__What to work on__.
Filter the records, keeping every line that has the string "Router".

── Records supplied ──

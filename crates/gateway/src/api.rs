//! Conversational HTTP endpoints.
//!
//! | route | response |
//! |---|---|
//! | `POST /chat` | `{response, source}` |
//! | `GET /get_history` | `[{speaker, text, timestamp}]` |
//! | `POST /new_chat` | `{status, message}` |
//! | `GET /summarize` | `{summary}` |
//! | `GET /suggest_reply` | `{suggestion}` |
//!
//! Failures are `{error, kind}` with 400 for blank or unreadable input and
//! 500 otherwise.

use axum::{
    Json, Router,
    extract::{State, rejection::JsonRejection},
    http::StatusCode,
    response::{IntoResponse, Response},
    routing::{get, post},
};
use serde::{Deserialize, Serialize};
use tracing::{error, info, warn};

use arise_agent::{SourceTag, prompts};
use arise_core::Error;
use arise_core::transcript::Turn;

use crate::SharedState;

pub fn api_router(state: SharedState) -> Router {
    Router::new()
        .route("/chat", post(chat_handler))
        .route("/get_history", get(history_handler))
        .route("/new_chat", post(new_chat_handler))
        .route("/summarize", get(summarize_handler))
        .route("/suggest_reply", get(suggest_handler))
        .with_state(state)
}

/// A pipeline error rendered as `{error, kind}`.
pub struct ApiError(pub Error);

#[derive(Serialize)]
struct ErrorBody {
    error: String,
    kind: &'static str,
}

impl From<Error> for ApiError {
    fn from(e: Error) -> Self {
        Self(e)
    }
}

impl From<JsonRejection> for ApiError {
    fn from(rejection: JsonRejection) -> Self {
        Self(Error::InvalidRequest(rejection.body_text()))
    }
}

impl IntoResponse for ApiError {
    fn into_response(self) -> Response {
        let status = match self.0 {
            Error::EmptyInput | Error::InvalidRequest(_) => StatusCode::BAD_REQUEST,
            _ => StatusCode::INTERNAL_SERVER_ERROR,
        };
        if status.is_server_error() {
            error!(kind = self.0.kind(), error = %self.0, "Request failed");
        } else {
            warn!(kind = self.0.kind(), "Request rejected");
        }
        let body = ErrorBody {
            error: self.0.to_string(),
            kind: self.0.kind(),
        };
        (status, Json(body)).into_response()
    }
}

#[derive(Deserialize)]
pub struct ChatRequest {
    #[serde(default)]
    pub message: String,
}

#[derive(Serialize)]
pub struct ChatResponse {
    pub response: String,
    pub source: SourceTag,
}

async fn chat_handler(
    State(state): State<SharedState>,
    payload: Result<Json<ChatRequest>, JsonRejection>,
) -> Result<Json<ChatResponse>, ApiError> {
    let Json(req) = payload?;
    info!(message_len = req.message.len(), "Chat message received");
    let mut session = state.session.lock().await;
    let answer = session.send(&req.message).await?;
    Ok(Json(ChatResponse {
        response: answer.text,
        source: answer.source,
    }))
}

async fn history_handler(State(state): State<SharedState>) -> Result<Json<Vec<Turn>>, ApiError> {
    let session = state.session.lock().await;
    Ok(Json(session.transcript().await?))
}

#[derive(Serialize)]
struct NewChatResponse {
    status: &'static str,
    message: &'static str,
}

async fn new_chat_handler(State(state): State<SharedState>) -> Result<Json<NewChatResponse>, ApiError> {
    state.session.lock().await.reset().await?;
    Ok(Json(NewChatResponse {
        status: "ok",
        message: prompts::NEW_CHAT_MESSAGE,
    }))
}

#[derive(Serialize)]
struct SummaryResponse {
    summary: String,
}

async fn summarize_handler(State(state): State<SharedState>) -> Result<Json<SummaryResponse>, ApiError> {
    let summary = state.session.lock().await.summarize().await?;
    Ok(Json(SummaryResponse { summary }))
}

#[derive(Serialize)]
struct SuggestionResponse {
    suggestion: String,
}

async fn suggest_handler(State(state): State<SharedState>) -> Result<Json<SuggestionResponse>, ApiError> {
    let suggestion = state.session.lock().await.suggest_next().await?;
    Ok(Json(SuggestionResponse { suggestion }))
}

───

__Reply to the exercise__.
    Json, Router,
pub fn api_router(state: SharedState) -> Router {
    Router::new()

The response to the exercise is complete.